Erna Bacharach had moved on 1 May 1922 from her birthplace Michelstadt, where about 4,000 mostly Protestant inhabitants lived, to Seligenstadt, about 55 kilometers (some 34 miles) north of the city, to join her husband. Initially, they resided there with the Bacharach parents-in-law at Freihofstrasse 6.
In Apr./May 1929, Moritz and Erna Bacharach’s family of four moved from Seligenstadt with its 5,000 inhabitants to Salzwedel, a district town with a population of about 15,000 in the northern Altmark (today Saxony-Anhalt). His brother, the banker Hermann Bacharach, (born on 24 Feb. 1884 in Seligenstadt), had already moved there in 1907 and opened the private bank "Bankfirma H. Bacharach” named after him in June 1907 (possibly as a continuation of the Löbenstein & Comp. banking business), in which 23 persons were employed in 1928. In addition, the private bank had founded the Altmärkische Grundstücksverwaltungsgesellschaft mbH, a property management company, in June 1928. In 1910, Hermann Bacharach was elected second chairman of the Synagogue Community of Salzwedel. In 1918, he had married Bertha Neustadt (born on 6 Mar. 1887 in Salzwedel), the daughter of the Salzwedel merchant Hermann Neustadt and Rosalie, née Levy.

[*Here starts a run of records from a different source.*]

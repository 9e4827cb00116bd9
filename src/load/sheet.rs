//! Raw table loading.
//!
//! Opens one sheet of a workbook (xlsx or ods, auto-detected) and returns a
//! generic cell matrix. Workbook access stops at this boundary: the cleaning
//! stages only ever see [`Cell`] and [`RawTable`], never the reader's types.

use calamine::{open_workbook_auto, Data, Reader};
use std::path::Path;
use tracing::debug;

use crate::error::{CleanError, Result};

/// A single cell of a loaded sheet.
#[derive(Debug, Clone, PartialEq)]
pub enum Cell {
    Text(String),
    Number(f64),
    Empty,
}

impl Cell {
    pub fn as_text(&self) -> Option<&str> {
        match self {
            Cell::Text(s) => Some(s),
            _ => None,
        }
    }

    /// Numeric value of the cell. Text is parsed after stripping the comma
    /// grouping some releases use in figure columns.
    pub fn as_number(&self) -> Option<f64> {
        match self {
            Cell::Number(n) => Some(*n),
            Cell::Text(t) => t.replace(',', "").parse().ok(),
            Cell::Empty => None,
        }
    }

    pub fn is_empty(&self) -> bool {
        matches!(self, Cell::Empty)
    }

    /// The cell as header text. Numeric headers keep their printed form.
    fn header_text(&self) -> String {
        match self {
            Cell::Text(s) => s.clone(),
            Cell::Number(n) => n.to_string(),
            Cell::Empty => String::new(),
        }
    }
}

impl From<&Data> for Cell {
    fn from(data: &Data) -> Self {
        match data {
            Data::Empty => Cell::Empty,
            Data::String(s) => {
                let trimmed = s.trim();
                if trimmed.is_empty() {
                    Cell::Empty
                } else {
                    Cell::Text(trimmed.to_string())
                }
            }
            Data::Float(f) => Cell::Number(*f),
            Data::Int(i) => Cell::Number(*i as f64),
            Data::Bool(b) => Cell::Number(if *b { 1.0 } else { 0.0 }),
            Data::DateTime(dt) => Cell::Number(dt.as_f64()),
            Data::DateTimeIso(s) | Data::DurationIso(s) => Cell::Text(s.clone()),
            // An error cell carries no usable figure.
            Data::Error(_) => Cell::Empty,
        }
    }
}

/// A sheet as loaded, before any cleaning.
///
/// `headers` holds what the sheet claims its columns are called; the
/// cleaning stages decide what the columns actually mean. Row positions
/// match the physical sheet (minus the skipped leading rows), so
/// marker-relative offsets stay valid.
#[derive(Debug, Default)]
pub struct RawTable {
    pub headers: Vec<String>,
    pub rows: Vec<Vec<Cell>>,
}

/// Load one sheet as a cell matrix.
///
/// `sheet` is a zero-based index. `skip_rows` leading rows are discarded;
/// the next row becomes the header unless `with_header` is false.
pub fn load_sheet(
    path: &Path,
    sheet: usize,
    skip_rows: usize,
    with_header: bool,
) -> Result<RawTable> {
    let source_err = |message: String| CleanError::SourceRead {
        path: path.to_path_buf(),
        sheet,
        message,
    };

    let mut workbook = open_workbook_auto(path).map_err(|e| source_err(e.to_string()))?;
    let names = workbook.sheet_names().to_owned();
    let name = names
        .get(sheet)
        .ok_or_else(|| source_err(format!("workbook only has {} sheet(s)", names.len())))?
        .clone();
    let range = workbook
        .worksheet_range(&name)
        .map_err(|e| source_err(e.to_string()))?;

    let mut row_iter = range
        .rows()
        .skip(skip_rows)
        .map(|row| row.iter().map(Cell::from).collect::<Vec<_>>());

    let headers = if with_header {
        row_iter
            .next()
            .map(|row| row.iter().map(Cell::header_text).collect())
            .unwrap_or_default()
    } else {
        Vec::new()
    };
    let rows: Vec<Vec<Cell>> = row_iter.collect();

    debug!(sheet = %name, rows = rows.len(), headers = headers.len(), "loaded sheet");
    Ok(RawTable { headers, rows })
}
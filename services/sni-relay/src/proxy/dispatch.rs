//! Hand-off between connection intake and forwarding.
//!
//! Intake tasks submit matched pairs through a [`DispatchSender`]; a single
//! [`Dispatcher`] drains the channel and starts one forward task per pair.
//! The channel is unbounded and the dispatcher never waits on a forward.

use std::sync::Arc;

use tokio::sync::mpsc;
use tracing::{debug, info, info_span, Instrument};

use super::forward::{Forwarder, PendingForward};
use crate::error::RelayError;

/// Create the dispatch channel.
pub fn channel(forwarder: Arc<Forwarder>) -> (DispatchSender, Dispatcher) {
    let (tx, rx) = mpsc::unbounded_channel();
    (DispatchSender { tx }, Dispatcher { rx, forwarder })
}

/// Producer side of the dispatch channel.
#[derive(Debug, Clone)]
pub struct DispatchSender {
    tx: mpsc::UnboundedSender<PendingForward>,
}

impl DispatchSender {
    /// Queue a matched pair for forwarding.
    ///
    /// On failure the pair is dropped, closing both connections.
    pub fn submit(&self, pending: PendingForward) -> Result<(), RelayError> {
        self.tx.send(pending).map_err(|_| RelayError::DispatchClosed)
    }
}

/// Single consumer that launches forwards.
pub struct Dispatcher {
    rx: mpsc::UnboundedReceiver<PendingForward>,
    forwarder: Arc<Forwarder>,
}

impl Dispatcher {
    /// Launch a forward for every submitted pair. Returns once all senders are gone.
    pub async fn run(mut self) {
        info!("Dispatcher started");

        while let Some(pending) = self.rx.recv().await {
            debug!(
                hostname = %pending.hostname,
                peer_addr = %pending.peer_addr,
                "Dispatching forward"
            );

            let span = info_span!(
                "forward",
                peer = %pending.peer_addr,
                hostname = %pending.hostname
            );
            let forwarder = Arc::clone(&self.forwarder);
            tokio::spawn(async move { forwarder.run(pending).await }.instrument(span));
        }

        info!("Dispatch channel closed");
    }
}

#[cfg(test)]
mod tests {
    use super::*;
    use crate::proxy::forward::tests::tcp_pair;
    use crate::proxy::listener::RelayStats;
    use tokio::io::{AsyncReadExt, AsyncWriteExt};

    #[tokio::test]
    async fn test_dispatched_forward_runs() {
        let stats = Arc::new(RelayStats::default());
        let forwarder = Arc::new(Forwarder::new(None, Arc::clone(&stats)));
        let (sender, dispatcher) = channel(forwarder);
        let dispatch_task = tokio::spawn(dispatcher.run());

        let (mut client_app, client_side) = tcp_pair().await;
        let (server_side, mut backend) = tcp_pair().await;
        sender
            .submit(PendingForward::new(
                client_side,
                server_side,
                b"hello".to_vec(),
                "dispatch.example".to_string(),
                "127.0.0.1:50001".parse().unwrap(),
            ))
            .unwrap();

        let mut prefix = [0u8; 5];
        backend.read_exact(&mut prefix).await.unwrap();
        assert_eq!(&prefix, b"hello");

        backend.write_all(b"pong").await.unwrap();
        let mut reply = [0u8; 4];
        client_app.read_exact(&mut reply).await.unwrap();
        assert_eq!(&reply, b"pong");

        drop(sender);
        dispatch_task.await.unwrap();
        assert_eq!(stats.snapshot().forwards_started, 1);
    }

    #[tokio::test]
    async fn test_submit_after_dispatcher_stopped() {
        let forwarder = Arc::new(Forwarder::new(None, Arc::new(RelayStats::default())));
        let (sender, dispatcher) = channel(forwarder);
        drop(dispatcher);

        let (_client_app, client_side) = tcp_pair().await;
        let (server_side, _backend) = tcp_pair().await;
        let result = sender.submit(PendingForward::new(
            client_side,
            server_side,
            Vec::new(),
            "closed.example".to_string(),
            "127.0.0.1:50002".parse().unwrap(),
        ));

        assert!(matches!(result, Err(RelayError::DispatchClosed)));
    }
}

For 1930/1931, the address of Moritz and Erna Bacharach in Salzwedel was Lohteich 5a; located in this street was also the small synagogue of the Jewish Community of Salzwedel. After the Nazi party (NSDAP) took power in Jan. 1933, Nazi intimidation increased in Salzwedel as well under the NSDAP district leader Dr. med. Gerhard von Toerne (born on 4 Mar. 1892 in Kronau, independent physician in Salzwedel since 1929, NSDAP member and NSDAP district leader since 1930). In 1934, the banker Hermann Bacharach was abducted and mistreated by two SS men. On 31 Aug. 1935, his private bank was "Aryanized” at an early stage, taken over by the Zuckschwerdt & Beuchel banking house (Magdeburg) and continued as its branch. On 3 Sept. 1935, a brief note appeared in the Salzwedeler Wochenblatt: "A bank takeover. On 31 August, the Zuckschwerdt & Beuchel banking house – Magdeburg took over the Jewish Bacharach bank in Salzwedel. The Jewish employees are said to have left the company. The Zuckschwerdt & Beuchelsche Company has apparently been in existence since 1918.” A week later, the same newspaper reported on two pages about the new owners and that the takeover took place on 31 Aug. 1935 based on a "suggestion by the Reich Commissioner for the Banking Industry,” Friedrich Ernst (1889–1960), who had held this office since 1931. Hermann Bacharach apparently deregistered his banking business retroactively on 9 Sept. 1935 according to the commercial tax file: "To the commercial tax committee of the city of Salzwedel. I closed my banking business as of 31 August of this year and simultaneously transferred it to Bankhaus Zuckschwerdt & Beuchel – Magdeburg with the concurrent establishment of a branch in Salzwedel. I hereby deregister my banking business. With Nazi salute, Hermann Bacharach.”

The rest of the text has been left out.